If the treatment of slaves was so magnamimous, why then Jim Crow laws? If they were treated like family members, why did it take so long for integration post-War?

For additional support, I’d offer Howard Zinn’s A People’s History of the United States; he’s (horrors!) quite left on the political spectrum. If that doesn’t suit your taste, I’d cite Bill Bennett’s (2) volume history (America: The Last Best Hope). If you’re limiting yourself to non-Protestants, don’t worry, he’s Catholic 🙂
 
My my this thread has certainly took off in a different, but predictable direction.

For myself, rather than rehash the same old arguments about who was right and who was wrong in the war, I tend to look at history since then and ask, What would be different if the South had won the war??
In this I’m not talking about the continuation of slavery because, quite frankly, the industrial revolution was making it less and less profitable anyway.
No I’m refering to what would have happened to the United States and the World if the CSA had won. Of course such speculation gets fuzzier the further you move from the event.

I victory by the CSA would not have resulted in two stable counties moving forward. Rather it would result in continued fracturing and realigning of states and regions.
Why?
Because a Southern victory would have fatally wounded the Consitution of the United States with it’s strong central government, by accepting the right of seccesion.
After this, Any state in the union could secede citing the precident of the CSA. New England could withdraw over tarriffs, California, with it’s gold, could secede because of distance etc. The North would probably try to quickly pass an ammendment to prevent such future breakup but would the several states, even if tehy believed in the Union want to give up that right now that it was firmly established?

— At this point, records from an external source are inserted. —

impl Compiler {
    pub fn new() -> Self {
        Compiler::default()
    }

    pub fn depth(&self) -> usize {
        self.depth
    }

    pub fn scope(&self) -> usize {
        self.symbols.scope()
    }

    pub fn program(&self) -> &Program {
        &self.program
    }

    /// Address of the next instruction.
    pub fn here(&self) -> usize {
        self.program.code.len()
    }

    /// Register a source text for debug positions. `None` once the 16-bit
    /// source id space is exhausted.
    pub fn add_source(&mut self, name: &str, map: SourceMap) -> Option<u16> {
        let id = u16::try_from(self.program.sources.len()).ok()?;
        self.program.sources.push(SourceInfo { name: name.to_string(), map });
        Some(id)
    }

    /// Attach subsequent instructions to `offset` in source `source`.
    pub fn at(&mut self, source: u16, offset: usize) {
        self.debug = DebugToken::new(source, offset);
    }

    /// Terminate the program. The stack must be balanced and every scope
    /// closed.
    pub fn finish(mut self) -> Program {
        assert_eq!(self.depth, 0, "unbalanced operand stack at end of program");
        assert_eq!(self.symbols.scope(), 0, "unclosed foreach scope");
        assert!(self.calls.is_empty(), "unfinished call");
        self.emit(OP_HLT, SRC_NONE, 0, 0, 0);
        tracing::debug!(
            instructions = self.program.code.len(),
            strings = self.program.text.strings.len(),
            blocks = self.program.blocks.len(),
            "program compiled"
        );
        self.program
    }

    fn emit(&mut self, op: u8, src: u8, dst: u8, cond: u8, argument: u32) -> usize {
        let idx = self.program.code.len();
        self.program.code.push(Instruction::new(op, src, dst, cond, argument, self.debug));
        idx
    }

    fn grow(&mut self, n: usize) {
        self.depth += n;
    }

    fn shrink(&mut self, n: usize) {
        assert!(self.depth >= n, "operand stack underflow at compile time ({} - {n})", self.depth);
        self.depth -= n;
    }

    // ── Pushes (+1) ─────────────────────────────────────────────────

    pub fn push_int(&mut self, value: i64) -> usize {
        let id = self.program.data.add_int(value);
        self.grow(1);
        self.emit(OP_PUSH, SRC_INT, 0, 0, id)
    }

    pub fn push_float(&mut self, value: f64) -> usize {
        let id = self.program.data.add_float(value);
        self.grow(1);
        self.emit(OP_PUSH, SRC_FLOAT, 0, 0, id)
    }

    pub fn push_string(&mut self, value: &str) -> usize {
        let id = self.program.text.add(value);
        self.grow(1);
        self.emit(OP_PUSH, SRC_STR, 0, 0, id)
    }

    pub fn push_undef(&mut self) -> usize {
        self.grow(1);
        self.emit(OP_PUSH, SRC_NONE, 0, 0, 0)
    }

    /// Member of the current loop element, falling back to the root data.
    pub fn push_variable(&mut self, name: &str) -> usize {
        let id = self.program.text.add(name);
        self.grow(1);
        self.emit(OP_LOOKUP, SRC_NONE, 0, 0, id)
    }

    pub fn push_register(&mut self, reg: u8) -> usize {
        self.grow(1);
        self.emit(OP_PUSH, SRC_REG, 0, 0, reg as u32)
    }

    /// Copy of the slot `offset` positions below the top.
    pub fn push_stack(&mut self, offset: usize) -> usize {
        self.grow(1);
        self.emit(OP_PUSH, SRC_STACK, 0, 0, offset as u32)
    }

    pub fn push_block_arg(&mut self, index: u32) -> usize {
        self.grow(1);
        self.emit(OP_PUSH, SRC_ARG, 0, 0, index)
    }

    /// Current element of a visible iterator.
    pub fn push_iterator(&mut self, iter: IterRef) -> usize {
        match self.saved_registers(iter) {
            None => self.push_register(REG_HR),
            Some(offset) => self.push_stack(offset),
        }
    }

    pub fn push_loop_info(&mut self, key: LoopKey, iter: IterRef) -> usize {
        let (src, offset) = match self.saved_registers(iter) {
            None => (SRC_REG, 0),
            Some(offset) => (SRC_STACK, offset as u32),
        };
        self.grow(1);
        self.emit(OP_LOOPINFO, src, key as u8, 0, offset)
    }

    /// Offset from the top of the saved HR that holds the element of
    /// `iter`, or `None` if `iter` belongs to the innermost loop.
    fn saved_registers(&self, iter: IterRef) -> Option<usize> {
        if iter.scope == self.symbols.scope() {
            return None;
        }
        let saved = self.symbols.saved_depth(iter.scope + 1);
        let hr = match saved {
            Some(depth) if depth >= 4 => depth - 4,
            _ => panic!("iterator scope {} has no saved registers", iter.scope),
        };
        assert!(self.depth > hr, "saved registers above the stack top");
        Some(self.depth - 1 - hr)
    }

    /// Undo the push just emitted. Used when a literal condition is folded.
    pub fn remove_last_push(&mut self) {
        let last = self.program.code.pop();
        assert!(matches!(last, Some(inst) if inst.op() == OP_PUSH), "last instruction is not a push");
        self.shrink(1);
    }

    // ── Stack shaping ───────────────────────────────────────────────

    /// key = pop, container = pop, push container[key]
    pub fn index(&mut self) -> usize {
        self.shrink(1);
        self.emit(OP_INDEX, SRC_NONE, 0, 0, 0)
    }

    pub fn pop(&mut self, n: usize) -> Option<usize> {
        if n == 0 {
            return None;
        }
        self.shrink(n);
        Some(self.emit(OP_POP, SRC_NONE, REG_NONE, 0, n as u32))
    }

    pub fn pop_to(&mut self, reg: u8) -> usize {
        self.shrink(1);
        self.emit(OP_POP, SRC_NONE, reg, 0, 1)
    }

    pub fn output(&mut self) -> usize {
        self.shrink(1);
        self.emit(OP_OUTPUT, SRC_STACK, 0, 0, 0)
    }

    /// Static template text; each run gets its own table entry.
    pub fn output_text(&mut self, text: &str) -> Option<usize> {
        if text.is_empty() {
            return None;
        }
        let id = self.program.text.add_raw(text);
        Some(self.emit(OP_OUTPUT, SRC_STR, 0, 0, id))
    }

    // ── Operators ───────────────────────────────────────────────────

    pub fn binary(&mut self, op: BinaryOp) -> usize {
        self.shrink(1);
        self.emit(op.opcode(), SRC_NONE, 0, 0, 0)
    }

    pub fn neg(&mut self) -> usize {
        self.emit(OP_NEG, SRC_NONE, 0, 0, 0)
    }

    pub fn not(&mut self) -> usize {
        self.emit(OP_NOT, SRC_NONE, 0, 0, 0)
    }

    /// Replace the two topmost values by 1 or 0.
    pub fn relation(&mut self, rel: Relation, text: bool) -> usize {
        let op = if text { OP_SCMP } else { OP_CMP };
        self.shrink(2);
        let at = self.emit(op, SRC_NONE, 0, 0, 0);
        self.rel_cond_jump(rel.cond(), 3);
        self.select_tail(0);
        at
    }

    /// `PUSH first; RJMP +2; PUSH !first`, one value at run time either
    /// way. Returns the address of the second push.
    pub fn select_tail(&mut self, first: i64) -> usize {
        let second = i64::from(first == 0);
        self.push_int(first);
        self.rel_jump(2);
        let at = self.push_int(second);
        self.shrink(1);
        at
    }

    /// Flags from the truthiness of the top value, which stays in place.
    pub fn exist(&mut self) -> usize {
        assert!(self.depth > 0, "exist on empty stack");
        self.emit(OP_EXIST, SRC_NONE, 0, 0, 0)
    }

    pub fn syscall(&mut self, name: &str, argc: usize) -> usize {
        assert!(argc <= SYSCALL_MAX_ARGS, "too many syscall arguments");
        let next = self.syscall_ids.len() as u32;
        let id = *self.syscall_ids.entry(name.to_string()).or_insert(next);
        if id == next {
            self.program.syscalls.push(name.to_string());
        }
        self.shrink(argc);
        self.grow(1);
        self.emit(OP_SYSCALL, SRC_NONE, 0, 0, (id << 16) | argc as u32)
    }

    // ── Jumps ───────────────────────────────────────────────────────

    pub fn jump(&mut self, target: u32) -> usize {
        self.emit(OP_JMP, SRC_NONE, 0, 0, target)
    }

    pub fn cond_jump(&mut self, cond: u8, target: u32) -> usize {
        self.emit(OP_JXX, SRC_NONE, 0, cond, target)
    }

    pub fn rel_jump(&mut self, offset: i32) -> usize {
        self.emit(OP_RJMP, SRC_NONE, 0, 0, offset as u32)
    }

    pub fn rel_cond_jump(&mut self, cond: u8, offset: i32) -> usize {
        self.emit(OP_RJXX, SRC_NONE, 0, cond, offset as u32)
    }

    /// Point the jump at `at` to `target`.
    pub fn patch(&mut self, at: usize, target: usize) {
        let Some(inst) = self.program.code.get_mut(at) else {
            panic!("patch of instruction {at} past end of code");
        };
        assert!(
            matches!(inst.op(), OP_JMP | OP_JXX | OP_LOOP),
            "patch of non-jump instruction {at}"
        );
        inst.argument = target as u32;
    }

    // ── Foreach ─────────────────────────────────────────────────────

    /// The collection must be on top of the stack. Opens a scope in which
    /// `iterator` names the current element.
    pub fn begin_foreach(&mut self, iterator: &str) -> LoopLabels {
        self.pop_to(REG_AR);
        self.emit(OP_SAVE, SRC_NONE, 0, 0, 0);
        self.grow(4);
        self.emit(OP_MOV, SRC_REG, REG_GR, 0, REG_AR as u32);
        self.emit(OP_SIZE, SRC_NONE, 0, 0, 0);
        let empty_check = self.cond_jump(COND_EQ, PLACEHOLDER);
        self.emit(OP_MOV, SRC_INT, REG_ER, 0, 0);
        let body = self.emit(OP_ITER, SRC_NONE, 0, 0, 0);
        self.symbols.open_scope(self.depth);
        self.symbols.define(iterator);
        LoopLabels { empty_check, body }
    }

    /// Close the innermost foreach. Returns the loop exit, the target for
    /// every `break` of this loop.
    pub fn end_foreach(&mut self, labels: LoopLabels) -> usize {
        assert_eq!(self.symbols.saved_depth(self.symbols.scope()), Some(self.depth), "unbalanced foreach body");
        self.emit(OP_LOOP, SRC_NONE, 0, 0, labels.body as u32);
        let exit = self.here();
        self.patch(labels.empty_check, exit);
        self.emit(OP_RESTORE, SRC_NONE, 0, 0, 0);
        self.shrink(4);
        self.symbols.close_scope();
        exit
    }

    pub fn iterator(&self, name: &str) -> Option<IterRef> {
        self.symbols.lookup(name).map(|s| IterRef { scope: s.scope })
    }

    /// The innermost loop, for bare loop-information keys.
    pub fn current_loop(&self) -> Option<IterRef> {
        let scope = self.symbols.scope();
        (scope > 0).then_some(IterRef { scope })
    }

    // ── Blocks ──────────────────────────────────────────────────────

    pub fn in_block(&self) -> bool {
        self.block_args.is_some()
    }

    pub fn block(&self, name: &str) -> Option<(u32, u32)> {
        self.program.block(name).map(|(id, b)| (id, b.arity))
    }

    pub fn block_arg(&self, name: &str) -> Option<u32> {
        self.block_args.as_ref().and_then(|args| args.get(name).copied())
    }

    /// Register block `name` and start its body. The name must be new and
    /// the argument names distinct.
    pub fn begin_block(&mut self, name: &str, args: &[String]) -> BlockStart {
        assert!(self.block_args.is_none(), "nested block definition");
        assert!(self.block(name).is_none(), "block '{name}' already defined");
        let skip = self.jump(PLACEHOLDER);
        let arity = args.len() as u32;
        self.program.blocks.push(BlockInfo { name: name.to_string(), entry: self.here() as u32, arity });
        let map: HashMap<String, u32> = args.iter().enumerate().map(|(i, a)| (a.clone(), i as u32)).collect();
        assert_eq!(map.len(), args.len(), "duplicate block argument");
        self.block_args = Some(map);
        let outer_depth = std::mem::replace(&mut self.depth, 0);
        BlockStart { skip, arity, outer_depth }
    }

    pub fn end_block(&mut self, start: BlockStart) {
        assert_eq!(self.depth, 0, "unbalanced block body");
        self.emit(OP_RET, SRC_NONE, 0, 0, start.arity);
        let after = self.here();
        self.patch(start.skip, after);
        self.depth = start.outer_depth;
        self.block_args = None;
    }

    // ── Calls ───────────────────────────────────────────────────────

    /// Mark the stack depth before the arguments of a call are pushed.
    pub fn begin_call(&mut self) {
        self.calls.push(self.depth);
    }

    fn pending_args(&mut self) -> usize {
        let Some(base) = self.calls.pop() else {
            panic!("call finished without begin_call");
        };
        assert!(self.depth >= base, "call arguments below call base");
        self.depth - base
    }

    /// Call block `id` with the arguments pushed since `begin_call`, then
    /// drop them. Returns the argument count.
    pub fn call_block(&mut self, id: u32) -> usize {
        let argc = self.pending_args();
        self.emit(OP_CALL, SRC_NONE, 0, 0, id);
        self.pop(argc);
        argc
    }

    /// Call the block whose name sits just below the arguments; the name is
    /// dropped with them.
    pub fn call_indirect(&mut self) -> usize {
        let argc = self.pending_args();
        self.emit(OP_CALLIND, SRC_NONE, 0, 0, argc as u32);
        self.pop(argc + 1);
        argc
    }
}
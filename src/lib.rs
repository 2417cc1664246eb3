//! Template compiler and bytecode VM.
//!
//! Templates are text with embedded `<tmpl_...>` tags. [`parser::compile`]
//! turns a template (and everything it includes) into a [`bytecode::Program`]
//! in a single pass; [`vm::Vm`] renders a program against a [`value::Value`].

pub mod builtins;
pub mod bytecode;
pub mod compiler;
pub mod diagnostic;
pub mod lexer;
pub mod parser;
pub mod source;
pub mod syscall;
pub mod value;
pub mod vm;

use crate::bytecode::DecodeError;
use crate::parser::{CompileOptions, Compiled, ParseError};
use crate::source::{LoadError, MemoryLoader};
use crate::syscall::SyscallTable;
use crate::value::Value;
use crate::vm::{RuntimeError, Vm};

#[derive(Debug, thiserror::Error)]
pub enum Error {
    #[error(transparent)]
    Parse(#[from] ParseError),
    #[error(transparent)]
    Runtime(#[from] RuntimeError),
    #[error(transparent)]
    Decode(#[from] DecodeError),
    #[error(transparent)]
    Load(#[from] LoadError),
}

impl Error {
    pub fn diagnostic(&self) -> diagnostic::Diagnostic {
        match self {
            Error::Parse(e) => e.into(),
            Error::Runtime(e) => e.into(),
            Error::Decode(e) => e.into(),
            Error::Load(e) => e.into(),
        }
    }
}

/// Compile standalone template text against the built-in functions.
/// Includes are not available.
pub fn compile_str(name: &str, text: &str) -> Result<Compiled, Error> {
    let compiled = parser::compile_source(name, text, &MemoryLoader::new(), &CompileOptions::default())?;
    Ok(compiled)
}

/// Compile and render `text` in one step with default limits.
pub fn render_str(text: &str, data: &Value) -> Result<String, Error> {
    let compiled = compile_str("<string>", text)?;
    let table = SyscallTable::with_builtins();
    let out = Vm::new(&compiled.program, &table).render(data)?;
    Ok(out)
}

#[cfg(test)]
mod tests {
    use super::*;

    #[test]
    fn render_str_end_to_end() {
        let data: Value = serde_json::from_str(r#"{"user": {"name": "Ann"}, "n": 2}"#).unwrap();
        let out = render_str("<tmpl_var user.name> has <tmpl_var (n * 3)>", &data).unwrap();
        assert_eq!(out, "Ann has 6");
    }

    #[test]
    fn errors_convert_and_carry_codes() {
        let e = render_str("<tmpl_var>", &Value::Undefined).unwrap_err();
        assert!(matches!(e, Error::Parse(_)));
        assert_eq!(e.diagnostic().code, Some("TMPL-P004"));

        let e = render_str("<tmpl_var (1 mod 0)>", &Value::Undefined).unwrap_err();
        assert!(matches!(e, Error::Runtime(_)));
        assert_eq!(e.diagnostic().code, Some("TMPL-R003"));
    }
}
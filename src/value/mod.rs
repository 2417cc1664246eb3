use std::cmp::Ordering;
use std::collections::BTreeMap;

use serde::ser::{SerializeMap, SerializeSeq};
use serde::{Deserialize, Serialize, Serializer};

/// Template data and VM operand. Hash members are kept in key order so
/// iteration and output are stable.
#[derive(Debug, Clone, PartialEq, Default, Deserialize)]
#[serde(from = "serde_json::Value")]
pub enum Value {
    #[default]
    Undefined,
    Int(i64),
    Float(f64),
    String(String),
    Array(Vec<Value>),
    Hash(BTreeMap<String, Value>),
}

#[derive(Debug, Clone, PartialEq, thiserror::Error)]
pub enum ArithError {
    #[error("integer overflow")]
    Overflow,
    #[error("division by zero")]
    DivisionByZero,
    #[error("cannot apply '{op}' to {kind}")]
    Type { op: &'static str, kind: &'static str },
}

/// A value coerced for arithmetic or numeric comparison.
#[derive(Debug, Clone, Copy, PartialEq)]
pub enum Number {
    Int(i64),
    Float(f64),
}

impl Number {
    pub fn as_f64(self) -> f64 {
        match self {
            Number::Int(i) => i as f64,
            Number::Float(f) => f,
        }
    }

    pub fn as_i64(self) -> i64 {
        match self {
            Number::Int(i) => i,
            Number::Float(f) => f as i64,
        }
    }
}

impl Value {
    pub fn kind(&self) -> &'static str {
        match self {
            Value::Undefined => "undefined",
            Value::Int(_) => "int",
            Value::Float(_) => "float",
            Value::String(_) => "string",
            Value::Array(_) => "array",
            Value::Hash(_) => "hash",
        }
    }

    pub fn is_defined(&self) -> bool {
        !matches!(self, Value::Undefined)
    }

    pub fn is_truthy(&self) -> bool {
        match self {
            Value::Undefined => false,
            Value::Int(i) => *i != 0,
            Value::Float(f) => *f != 0.0,
            Value::String(s) => !s.is_empty(),
            Value::Array(items) => !items.is_empty(),
            Value::Hash(map) => !map.is_empty(),
        }
    }

    /// Number of members for collections, characters for strings.
    pub fn len(&self) -> usize {
        match self {
            Value::String(s) => s.chars().count(),
            Value::Array(items) => items.len(),
            Value::Hash(map) => map.len(),
            _ => 0,
        }
    }

    pub fn is_empty(&self) -> bool {
        self.len() == 0
    }

    pub fn get(&self, key: &str) -> Option<&Value> {
        match self {
            Value::Hash(map) => map.get(key),
            _ => None,
        }
    }

    pub fn to_number(&self) -> Number {
        match self {
            Value::Undefined => Number::Int(0),
            Value::Int(i) => Number::Int(*i),
            Value::Float(f) => Number::Float(*f),
            Value::String(s) => parse_number(s),
            Value::Array(items) => Number::Int(items.len() as i64),
            Value::Hash(map) => Number::Int(map.len() as i64),
        }
    }

    pub fn compare_numeric(&self, other: &Value) -> Ordering {
        match (self.to_number(), other.to_number()) {
            (Number::Int(a), Number::Int(b)) => a.cmp(&b),
            (a, b) => a.as_f64().partial_cmp(&b.as_f64()).unwrap_or(Ordering::Less),
        }
    }

    pub fn compare_text(&self, other: &Value) -> Ordering {
        match (self, other) {
            (Value::String(a), Value::String(b)) => a.as_bytes().cmp(b.as_bytes()),
            _ => self.to_string().as_bytes().cmp(other.to_string().as_bytes()),
        }
    }

    pub fn add(&self, rhs: &Value) -> Result<Value, ArithError> {
        if matches!(self, Value::String(_)) || matches!(rhs, Value::String(_)) {
            return Ok(Value::String(format!("{self}{rhs}")));
        }
        match (numeric_operand(self, "+")?, numeric_operand(rhs, "+")?) {
            (Number::Int(a), Number::Int(b)) => a.checked_add(b).map(Value::Int).ok_or(ArithError::Overflow),
            (a, b) => Ok(Value::Float(a.as_f64() + b.as_f64())),
        }
    }

    pub fn sub(&self, rhs: &Value) -> Result<Value, ArithError> {
        match (numeric_operand(self, "-")?, numeric_operand(rhs, "-")?) {
            (Number::Int(a), Number::Int(b)) => a.checked_sub(b).map(Value::Int).ok_or(ArithError::Overflow),
            (a, b) => Ok(Value::Float(a.as_f64() - b.as_f64())),
        }
    }

    pub fn mul(&self, rhs: &Value) -> Result<Value, ArithError> {
        match (numeric_operand(self, "*")?, numeric_operand(rhs, "*")?) {
            (Number::Int(a), Number::Int(b)) => a.checked_mul(b).map(Value::Int).ok_or(ArithError::Overflow),
            (a, b) => Ok(Value::Float(a.as_f64() * b.as_f64())),
        }
    }

    /// `/` always produces a float.
    pub fn div(&self, rhs: &Value) -> Result<Value, ArithError> {
        let a = numeric_operand(self, "/")?.as_f64();
        let b = numeric_operand(rhs, "/")?.as_f64();
        if b == 0.0 {
            return Err(ArithError::DivisionByZero);
        }
        Ok(Value::Float(a / b))
    }

    pub fn int_div(&self, rhs: &Value) -> Result<Value, ArithError> {
        let a = numeric_operand(self, "div")?.as_i64();
        let b = numeric_operand(rhs, "div")?.as_i64();
        if b == 0 {
            return Err(ArithError::DivisionByZero);
        }
        a.checked_div(b).map(Value::Int).ok_or(ArithError::Overflow)
    }

    pub fn int_mod(&self, rhs: &Value) -> Result<Value, ArithError> {
        let a = numeric_operand(self, "mod")?.as_i64();
        let b = numeric_operand(rhs, "mod")?.as_i64();
        if b == 0 {
            return Err(ArithError::DivisionByZero);
        }
        a.checked_rem(b).map(Value::Int).ok_or(ArithError::Overflow)
    }

    pub fn neg(&self) -> Result<Value, ArithError> {
        match numeric_operand(self, "-")? {
            Number::Int(i) => i.checked_neg().map(Value::Int).ok_or(ArithError::Overflow),
            Number::Float(f) => Ok(Value::Float(-f)),
        }
    }

    pub fn not(&self) -> Value {
        Value::Int(i64::from(!self.is_truthy()))
    }
}

fn numeric_operand(v: &Value, op: &'static str) -> Result<Number, ArithError> {
    match v {
        Value::Array(_) | Value::Hash(_) => Err(ArithError::Type { op, kind: v.kind() }),
        _ => Ok(v.to_number()),
    }
}

fn parse_number(s: &str) -> Number {
    let s = s.trim();
    if let Ok(i) = s.parse::<i64>() {
        return Number::Int(i);
    }
    match s.parse::<f64>() {
        Ok(f) => Number::Float(f),
        Err(_) => Number::Int(0),
    }
}

impl std::fmt::Display for Value {
    fn fmt(&self, f: &mut std::fmt::Formatter<'_>) -> std::fmt::Result {
        match self {
            Value::Undefined => Ok(()),
            Value::Int(i) => write!(f, "{}", i),
            Value::Float(n) => write!(f, "{}", n),
            Value::String(s) => f.write_str(s),
            Value::Array(_) | Value::Hash(_) => {
                let json = serde_json::to_string(self).map_err(|_| std::fmt::Error)?;
                f.write_str(&json)
            }
        }
    }
}

impl Serialize for Value {
    fn serialize<S: Serializer>(&self, serializer: S) -> Result<S::Ok, S::Error> {
        match self {
            Value::Undefined => serializer.serialize_unit(),
            Value::Int(i) => serializer.serialize_i64(*i),
            Value::Float(f) => serializer.serialize_f64(*f),
            Value::String(s) => serializer.serialize_str(s),
            Value::Array(items) => {
                let mut seq = serializer.serialize_seq(Some(items.len()))?;
                for item in items {
                    seq.serialize_element(item)?;
                }
                seq.end()
            }
            Value::Hash(entries) => {
                let mut map = serializer.serialize_map(Some(entries.len()))?;
                for (k, v) in entries {
                    map.serialize_entry(k, v)?;
                }
                map.end()
            }
        }
    }
}

// ---- Conversions ----

impl From<serde_json::Value> for Value {
    fn from(json: serde_json::Value) -> Self {
        match json {
            serde_json::Value::Null => Value::Undefined,
            serde_json::Value::Bool(b) => Value::Int(i64::from(b)),
            serde_json::Value::Number(n) => match n.as_i64() {
                Some(i) => Value::Int(i),
                None => Value::Float(n.as_f64().unwrap_or(0.0)),
            },
            serde_json::Value::String(s) => Value::String(s),
            serde_json::Value::Array(items) => Value::Array(items.into_iter().map(Value::from).collect()),
            serde_json::Value::Object(map) => {
                Value::Hash(map.into_iter().map(|(k, v)| (k, Value::from(v))).collect())
            }
        }
    }
}

impl From<i64> for Value {
    fn from(i: i64) -> Self {
        Value::Int(i)
    }
}

impl From<f64> for Value {
    fn from(f: f64) -> Self {
        Value::Float(f)
    }
}

impl From<bool> for Value {
    fn from(b: bool) -> Self {
        Value::Int(i64::from(b))
    }
}

impl From<&str> for Value {
    fn from(s: &str) -> Self {
        Value::String(s.to_string())
    }
}

impl From<String> for Value {
    fn from(s: String) -> Self {
        Value::String(s)
    }
}

impl From<Vec<Value>> for Value {
    fn from(items: Vec<Value>) -> Self {
        Value::Array(items)
    }
}

impl From<BTreeMap<String, Value>> for Value {
    fn from(map: BTreeMap<String, Value>) -> Self {
        Value::Hash(map)
    }
}

#[cfg(test)]
mod tests {
    use super::*;

    fn json(s: &str) -> Value {
        serde_json::from_str(s).unwrap()
    }

    #[test]
    fn truthiness() {
        assert!(!Value::Undefined.is_truthy());
        assert!(!Value::Int(0).is_truthy());
        assert!(Value::Int(-3).is_truthy());
        assert!(!Value::Float(0.0).is_truthy());
        assert!(!Value::from("").is_truthy());
        assert!(Value::from("0").is_truthy());
        assert!(!json("[]").is_truthy());
        assert!(json("{\"a\":1}").is_truthy());
    }

    #[test]
    fn display_scalars() {
        assert_eq!(Value::Undefined.to_string(), "");
        assert_eq!(Value::Int(42).to_string(), "42");
        assert_eq!(Value::Float(2.5).to_string(), "2.5");
        assert_eq!(Value::Float(3.0).to_string(), "3");
        assert_eq!(Value::from("héllo").to_string(), "héllo");
    }

    #[test]
    fn display_collections_as_json() {
        assert_eq!(json("[1,\"a\",null]").to_string(), "[1,\"a\",null]");
        assert_eq!(json("{\"b\":2,\"a\":1}").to_string(), "{\"a\":1,\"b\":2}");
    }

    #[test]
    fn from_json_maps_scalars() {
        assert_eq!(json("null"), Value::Undefined);
        assert_eq!(json("true"), Value::Int(1));
        assert_eq!(json("false"), Value::Int(0));
        assert_eq!(json("7"), Value::Int(7));
        assert_eq!(json("1.5"), Value::Float(1.5));
        assert_eq!(json("18446744073709551615"), Value::Float(18446744073709551615.0));
    }

    #[test]
    fn numeric_coercion() {
        assert_eq!(Value::from(" 12 ").to_number(), Number::Int(12));
        assert_eq!(Value::from("1.25").to_number(), Number::Float(1.25));
        assert_eq!(Value::from("abc").to_number(), Number::Int(0));
        assert_eq!(Value::Undefined.to_number(), Number::Int(0));
        assert_eq!(json("[1,2,3]").to_number(), Number::Int(3));
    }

    #[test]
    fn add_concatenates_strings() {
        assert_eq!(Value::from("a").add(&Value::Int(1)).unwrap(), Value::from("a1"));
        assert_eq!(Value::Int(1).add(&Value::from("b")).unwrap(), Value::from("1b"));
    }

    #[test]
    fn integer_arithmetic() {
        assert_eq!(Value::Int(2).add(&Value::Int(3)).unwrap(), Value::Int(5));
        assert_eq!(Value::Int(2).sub(&Value::Int(3)).unwrap(), Value::Int(-1));
        assert_eq!(Value::Int(4).mul(&Value::Float(0.5)).unwrap(), Value::Float(2.0));
        assert_eq!(Value::Int(7).int_div(&Value::Int(2)).unwrap(), Value::Int(3));
        assert_eq!(Value::Int(7).int_mod(&Value::Int(4)).unwrap(), Value::Int(3));
        assert_eq!(Value::Int(7).div(&Value::Int(2)).unwrap(), Value::Float(3.5));
    }

    #[test]
    fn overflow_and_division_errors() {
        assert_eq!(Value::Int(i64::MAX).add(&Value::Int(1)), Err(ArithError::Overflow));
        assert_eq!(Value::Int(i64::MIN).neg(), Err(ArithError::Overflow));
        assert_eq!(Value::Int(1).div(&Value::Int(0)), Err(ArithError::DivisionByZero));
        assert_eq!(Value::Int(1).int_mod(&Value::Undefined), Err(ArithError::DivisionByZero));
    }

    #[test]
    fn collections_reject_arithmetic() {
        let err = json("[1]").sub(&Value::Int(1)).unwrap_err();
        assert_eq!(err, ArithError::Type { op: "-", kind: "array" });
    }

    #[test]
    fn comparisons() {
        assert_eq!(Value::from("10").compare_numeric(&Value::Int(9)), Ordering::Greater);
        assert_eq!(Value::from("10").compare_text(&Value::from("9")), Ordering::Less);
        assert_eq!(Value::Int(2).compare_numeric(&Value::Float(2.0)), Ordering::Equal);
        assert_eq!(Value::Undefined.compare_text(&Value::from("")), Ordering::Equal);
    }

    #[test]
    fn not_is_int() {
        assert_eq!(Value::Undefined.not(), Value::Int(1));
        assert_eq!(Value::from("x").not(), Value::Int(0));
    }

    #[test]
    fn len_counts_chars() {
        assert_eq!(Value::from("héllo").len(), 5);
        assert_eq!(Value::Int(5).len(), 0);
    }
}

The CSA would not be safe either. In fact they would be even more fragile. After having fought a war for states rights, they would be unable to build a strong central government and be powerless to prevent the cessesion of one or more states from any “Confederate” government that is established.

Wesern expansion would probably have continued just as rapidly but with even more bloodshed as the US, the CSA and any other combination of allied states jockied for land and alliance.
This would have destroyed any chance that any the “States” (now countries) formally comprising the United States from becoming the power that the US did over the next 50-75 years.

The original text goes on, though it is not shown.